** Opening DATA FOR PROCESSING block **
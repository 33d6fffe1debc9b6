use std::collections::{HashMap, VecDeque};
use std::sync::{Arc, Mutex, MutexGuard, PoisonError};

use async_trait::async_trait;
use log::{debug, trace, warn};
use tokio::sync::mpsc::Sender;
use uuid::Uuid;

use crate::api::advertisement::AdvertisementData;
use crate::api::attribute::{AttributeRequest, RemoteCentral, RequestId, RequestResponse};
use crate::api::characteristic::{CharacteristicProperties, MutableCharacteristic};
use crate::api::peripheral::PeripheralManager;
use crate::api::peripheral_event::{
    PeripheralEvent, PeripheralManagerOperation, PeripheralRequest,
};
use crate::api::service::{MutableService, owning_service};
use crate::api::state::ManagerState;
use crate::simulated::SimulatedConfig;
use crate::{Error, ErrorType, Result};

/// In-memory `PeripheralManager` paired with a `SimulatedPeripheralDriver`
/// that plays the remote centrals.
#[derive(Clone)]
pub struct SimulatedPeripheralManager {
    server: Arc<Server>,
}

#[derive(Clone)]
pub struct SimulatedPeripheralDriver {
    server: Arc<Server>,
}

/// One write of an incoming batch.
#[derive(Clone, Debug, Eq, PartialEq)]
pub struct IncomingWrite {
    pub service: Uuid,
    pub characteristic: Uuid,
    pub offset: usize,
    pub value: Vec<u8>,
}

/// A notification or indication that left the transmit queue.
#[derive(Clone, Debug, Eq, PartialEq)]
pub struct SentNotification {
    pub central: RemoteCentral,
    pub service: Uuid,
    pub characteristic: Uuid,
    pub value: Vec<u8>,
}

/// An answer sent to a remote central, either by the consumer through
/// `respond` or by the driver for static and refused requests.
#[derive(Clone, Debug, Eq, PartialEq)]
pub struct RecordedResponse {
    pub central: RemoteCentral,
    pub service: Uuid,
    pub characteristic: Uuid,
    pub result: RequestResponse,
    pub value: Option<Vec<u8>>,
}

struct Server {
    inner: Mutex<ServerInner>,
    events: Sender<PeripheralEvent>,
}

struct ServerInner {
    config: SimulatedConfig,
    state: ManagerState,
    advertisement: Option<AdvertisementData>,
    services: Vec<MutableService>,
    subscriptions: Vec<PeripheralRequest>,
    outstanding: HashMap<RequestId, Outstanding>,
    issuer: u64,
    next_request: u64,
    // one entry per accepted update
    transmit: VecDeque<Vec<SentNotification>>,
    update_refused: bool,
    responses: Vec<RecordedResponse>,
    commands: VecDeque<PeripheralCommand>,
}

/// A request handed to the consumer and not answered yet.
#[derive(Debug)]
struct Outstanding {
    central: RemoteCentral,
    service: Uuid,
    characteristic: Uuid,
    read: bool,
}

#[derive(Debug)]
enum PeripheralCommand {
    StartAdvertising(AdvertisementData),
    StopAdvertising,
    AddService(MutableService),
    RemoveService(Uuid),
    RemoveAllServices,
    Respond {
        request: AttributeRequest,
        result: RequestResponse,
    },
    Read {
        central: RemoteCentral,
        service: Uuid,
        characteristic: Uuid,
        offset: usize,
    },
    Write {
        central: RemoteCentral,
        writes: Vec<IncomingWrite>,
    },
    Subscribe {
        request: PeripheralRequest,
        subscribed: bool,
    },
}

impl Server {
    fn lock(&self) -> MutexGuard<'_, ServerInner> {
        self.inner.lock().unwrap_or_else(PoisonError::into_inner)
    }

    fn enqueue(&self, command: PeripheralCommand) {
        trace!("enqueue {command:?}");
        self.lock().commands.push_back(command);
    }

    async fn deliver(&self, events: Vec<PeripheralEvent>) {
        for event in events {
            if let Err(e) = self.events.send(event).await {
                warn!("Error sending peripheral event: {}", e);
            }
        }
    }
}

impl SimulatedPeripheralManager {
    pub fn new(
        sender: Sender<PeripheralEvent>,
    ) -> (SimulatedPeripheralManager, SimulatedPeripheralDriver) {
        Self::with_config(sender, SimulatedConfig::default())
    }

    pub fn with_config(
        sender: Sender<PeripheralEvent>,
        config: SimulatedConfig,
    ) -> (SimulatedPeripheralManager, SimulatedPeripheralDriver) {
        let server = Arc::new(Server {
            inner: Mutex::new(ServerInner {
                config,
                state: ManagerState::Unknown,
                advertisement: None,
                services: Vec::new(),
                subscriptions: Vec::new(),
                outstanding: HashMap::new(),
                issuer: RequestId::next_issuer(),
                next_request: 0,
                transmit: VecDeque::new(),
                update_refused: false,
                responses: Vec::new(),
                commands: VecDeque::new(),
            }),
            events: sender,
        });
        (
            SimulatedPeripheralManager {
                server: server.clone(),
            },
            SimulatedPeripheralDriver { server },
        )
    }
}

#[async_trait]
impl PeripheralManager for SimulatedPeripheralManager {
    fn state(&self) -> ManagerState {
        self.server.lock().state
    }

    fn is_advertising(&self) -> bool {
        self.server.lock().advertisement.is_some()
    }

    fn services(&self) -> Vec<MutableService> {
        self.server.lock().services.clone()
    }

    async fn start_advertising(&self, advertisement: AdvertisementData) -> Result<()> {
        self.server
            .enqueue(PeripheralCommand::StartAdvertising(advertisement));
        Ok(())
    }

    async fn stop_advertising(&self) -> Result<()> {
        self.server.enqueue(PeripheralCommand::StopAdvertising);
        Ok(())
    }

    async fn add_service(&self, service: MutableService) -> Result<()> {
        self.server.enqueue(PeripheralCommand::AddService(service));
        Ok(())
    }

    async fn remove_service(&self, service: Uuid) -> Result<()> {
        self.server.enqueue(PeripheralCommand::RemoveService(service));
        Ok(())
    }

    async fn remove_all_services(&self) -> Result<()> {
        self.server.enqueue(PeripheralCommand::RemoveAllServices);
        Ok(())
    }

    async fn respond(&self, request: AttributeRequest, result: RequestResponse) -> Result<()> {
        self.server
            .enqueue(PeripheralCommand::Respond { request, result });
        Ok(())
    }

    async fn update_value(
        &self,
        value: &[u8],
        characteristic: &MutableCharacteristic,
        centrals: Option<&[RemoteCentral]>,
    ) -> Result<bool> {
        let mut inner = self.server.lock();
        if !inner.state.is_powered_on() {
            return Err(Error::not_powered_on("update value"));
        }
        let service = owning_service(&inner.services, characteristic)?.uuid();
        let subscribers: Vec<&RemoteCentral> = inner
            .subscriptions
            .iter()
            .filter(|s| s.service == service && s.characteristic == characteristic.uuid())
            .map(|s| &s.client)
            .collect();
        let targets: Vec<RemoteCentral> = match centrals {
            None => subscribers.into_iter().cloned().collect(),
            Some(centrals) => centrals
                .iter()
                .map(|central| {
                    subscribers
                        .iter()
                        .any(|s| s.identifier() == central.identifier())
                        .then(|| central.clone())
                        .ok_or_else(|| {
                            Error::unknown(format!(
                                "subscriber {} of {}",
                                central.identifier(),
                                characteristic.uuid()
                            ))
                        })
                })
                .collect::<Result<_>>()?,
        };
        if let Some(central) = targets
            .iter()
            .find(|central| value.len() > central.maximum_update_value_length())
        {
            return Err(Error::from_string(
                format!(
                    "{} bytes exceed the maximum update length {} of central {}",
                    value.len(),
                    central.maximum_update_value_length(),
                    central.identifier()
                ),
                ErrorType::InvalidLength,
            ));
        }
        if targets.is_empty() {
            return Ok(true);
        }
        if inner.transmit.len() >= inner.config.notification_queue_capacity {
            debug!(
                "transmit queue full, refusing update of {}",
                characteristic.uuid()
            );
            inner.update_refused = true;
            return Ok(false);
        }
        let update = targets
            .into_iter()
            .map(|central| SentNotification {
                central,
                service,
                characteristic: characteristic.uuid(),
                value: value.to_vec(),
            })
            .collect();
        inner.transmit.push_back(update);
        Ok(true)
    }
}

impl SimulatedPeripheralDriver {
    /// Moves the radio to `state`. Leaving `PoweredOn` stops advertising and
    /// drops the attribute table, subscriptions, outstanding requests and
    /// queued notifications.
    pub async fn set_state(&self, state: ManagerState) -> Result<()> {
        {
            let mut inner = self.server.lock();
            if !inner.state.can_transition_to(state) {
                return Err(Error::from_string(
                    format!("radio cannot go from {:?} to {:?}", inner.state, state),
                    ErrorType::InvalidState,
                ));
            }
            if inner.state.is_powered_on() && !state.is_powered_on() {
                inner.advertisement = None;
                inner.services.clear();
                inner.subscriptions.clear();
                inner.outstanding.clear();
                inner.transmit.clear();
                inner.update_refused = false;
            }
            inner.state = state;
        }
        self.server
            .deliver(vec![PeripheralEvent::StateUpdate { state }])
            .await;
        Ok(())
    }

    pub async fn power_on(&self) -> Result<()> {
        let state = self.server.lock().state;
        match state {
            ManagerState::PoweredOn => Ok(()),
            ManagerState::PoweredOff | ManagerState::Resetting => {
                self.set_state(ManagerState::PoweredOn).await
            }
            _ => {
                self.set_state(ManagerState::Resetting).await?;
                self.set_state(ManagerState::PoweredOn).await
            }
        }
    }

    /// `central` reads a published characteristic.
    pub fn read_request(
        &self,
        central: &RemoteCentral,
        service: Uuid,
        characteristic: Uuid,
        offset: usize,
    ) {
        self.server.enqueue(PeripheralCommand::Read {
            central: central.clone(),
            service,
            characteristic,
            offset,
        });
    }

    /// `central` sends a batch of writes, answered as a whole.
    pub fn write_requests(&self, central: &RemoteCentral, writes: Vec<IncomingWrite>) {
        self.server.enqueue(PeripheralCommand::Write {
            central: central.clone(),
            writes,
        });
    }

    pub fn subscribe(&self, central: &RemoteCentral, service: Uuid, characteristic: Uuid) {
        self.server.enqueue(PeripheralCommand::Subscribe {
            request: PeripheralRequest {
                client: central.clone(),
                service,
                characteristic,
            },
            subscribed: true,
        });
    }

    pub fn unsubscribe(&self, central: &RemoteCentral, service: Uuid, characteristic: Uuid) {
        self.server.enqueue(PeripheralCommand::Subscribe {
            request: PeripheralRequest {
                client: central.clone(),
                service,
                characteristic,
            },
            subscribed: false,
        });
    }

    /// Sends everything in the transmit queue. If an update was refused
    /// since the last transmit, signals `ReadyToUpdateSubscribers`.
    pub async fn transmit(&self) -> Vec<SentNotification> {
        let (sent, ready) = {
            let mut inner = self.server.lock();
            let sent: Vec<SentNotification> = inner.transmit.drain(..).flatten().collect();
            let ready = std::mem::take(&mut inner.update_refused);
            (sent, ready)
        };
        if ready {
            self.server
                .deliver(vec![PeripheralEvent::ReadyToUpdateSubscribers])
                .await;
        }
        sent
    }

    /// Answers sent so far, oldest first.
    pub fn responses(&self) -> Vec<RecordedResponse> {
        self.server.lock().responses.clone()
    }

    pub fn advertisement(&self) -> Option<AdvertisementData> {
        self.server.lock().advertisement.clone()
    }

    pub fn pending(&self) -> usize {
        self.server.lock().commands.len()
    }

    pub async fn step(&self) -> bool {
        let events = {
            let mut inner = self.server.lock();
            match inner.commands.pop_front() {
                Some(command) => inner.process(command),
                None => return false,
            }
        };
        self.server.deliver(events).await;
        true
    }

    pub async fn run_until_idle(&self) -> usize {
        let mut processed = 0;
        while self.step().await {
            processed += 1;
        }
        processed
    }
}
** Closing DATA FOR PROCESSING block **
**WHAT IS EXPECTED:** Looking at the data above, count the lines that contain the string "await" and give only the count.

**REPLY TO THE TASK:** 8